Copy out each line of the data that holds the string "green".

**DATA EXCERPTS:**
········

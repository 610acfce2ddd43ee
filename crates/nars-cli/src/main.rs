//! `nars-cli` – interactive front-end for the NARS reasoner.
//!
//! This binary:
//!
//! 1. Loads `~/.nars/config.toml`, writing a default one on first run.
//!    `NARS_*` environment variables override individual settings.
//! 2. Builds a [`Scheduler`][nars_runtime::Scheduler] from that config.
//! 3. Drops the user into an **interactive REPL** that reads Narsese input
//!    and slash-commands (`/step`, `/run`, `/snapshot`, `/help`, ...).
//! 4. Intercepts **Ctrl-C** to request a stop, which takes effect at the
//!    next tick.

mod config;
mod narsese;
mod repl;

use colored::Colorize;
use std::sync::Arc;
use std::sync::atomic::{AtomicBool, Ordering};
use tracing::warn;

fn main() {
    // ── Structured logging ────────────────────────────────────────────────
    // RUST_LOG filters (default "info"); NARS_LOG_FORMAT=json switches to
    // newline-delimited JSON.  OTEL_EXPORTER_OTLP_ENDPOINT enables span
    // export.  User-facing output still goes through println!.
    let _tracing = nars_runtime::init_tracing("nars-cli");

    print_banner();

    // ── Configuration ─────────────────────────────────────────────────────
    let cfg = match config::load() {
        Ok(Some(cfg)) => {
            println!(
                "  Config loaded from {}",
                config::config_path().display().to_string().bold()
            );
            cfg
        }
        Ok(None) => write_first_run_config(),
        Err(e) => {
            println!("{}: {}", "Config error".red(), e);
            println!("  Using default configuration.");
            let mut cfg = config::Config::default();
            config::apply_env_overrides(&mut cfg);
            cfg
        }
    };

    let session = match repl::Session::new(cfg.clone()) {
        Ok(session) => session,
        Err(e) => {
            println!("{}: {}", "Cannot start reasoner".red(), e);
            std::process::exit(1);
        }
    };

    // ── Shared shutdown flag ──────────────────────────────────────────────
    let shutdown = Arc::new(AtomicBool::new(false));
    let shutdown_clone = shutdown.clone();

    // ── Ctrl-C handler ────────────────────────────────────────────────────
    let stop = session.stop_handle();
    if let Err(e) = ctrlc::set_handler(move || {
        println!();
        println!("{}", "⚠  Ctrl-C received – stopping the reasoner …".yellow().bold());
        stop.request_stop();
        println!("{}", "  ✓ Stop requested; press Enter to exit.".green());
        shutdown_clone.store(true, Ordering::SeqCst);
    }) {
        warn!(error = %e, "Failed to install Ctrl-C handler; graceful shutdown on Ctrl-C will not be available");
    }

    let r = &cfg.reasoner;
    println!(
        "  Memory: {} concepts × {} levels, seed {}",
        r.concept_capacity.to_string().yellow(),
        r.levels.to_string().yellow(),
        r.seed.map_or_else(|| "random".to_string(), |s| s.to_string()).yellow()
    );
    println!();
    println!(
        "  Type Narsese such as {} or {} for a list of commands.\n",
        "<bird --> animal>.".bold(),
        "/help".bold().cyan()
    );

    // ── Interactive REPL ──────────────────────────────────────────────────
    repl::run(session, shutdown);
}

// ─────────────────────────────────────────────────────────────────────────────
// First run
// ─────────────────────────────────────────────────────────────────────────────

fn write_first_run_config() -> config::Config {
    println!();
    println!("  No configuration found.  Writing defaults.");

    let mut cfg = config::Config::default();
    match config::save(&cfg) {
        Ok(()) => println!(
            "  {} Config saved to {}",
            "✓".green().bold(),
            config::config_path().display().to_string().bold()
        ),
        Err(e) => println!("{}: {}", "Error saving config".red(), e),
    }
    config::apply_env_overrides(&mut cfg);
    cfg
}

// ─────────────────────────────────────────────────────────────────────────────
// Banner
// ─────────────────────────────────────────────────────────────────────────────

fn print_banner() {
    println!();
    println!("{}", r#"    _   _____    ____  _____"#.bold().cyan());
    println!("{}", r#"   / | / /   |  / __ \/ ___/"#.bold().cyan());
    println!("{}", r#"  /  |/ / /| | / /_/ /\__ \ "#.bold().cyan());
    println!("{}", r#" / /|  / ___ |/ _, _/___/ / "#.bold().cyan());
    println!("{}", r#"/_/ |_/_/  |_/_/ |_|/____/  "#.bold().cyan());
    println!();
    println!("  {} {}",
        "NARS".bold(),
        format!("v{}", env!("CARGO_PKG_VERSION")).dimmed()
    );
    println!("  Non-Axiomatic Reasoning System");
    println!();
}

········

**FINISHED EXERCISE:**
        println!("{}", "  ✓ Stop requested; press Enter to exit.".green());
            "✓".green().bold(),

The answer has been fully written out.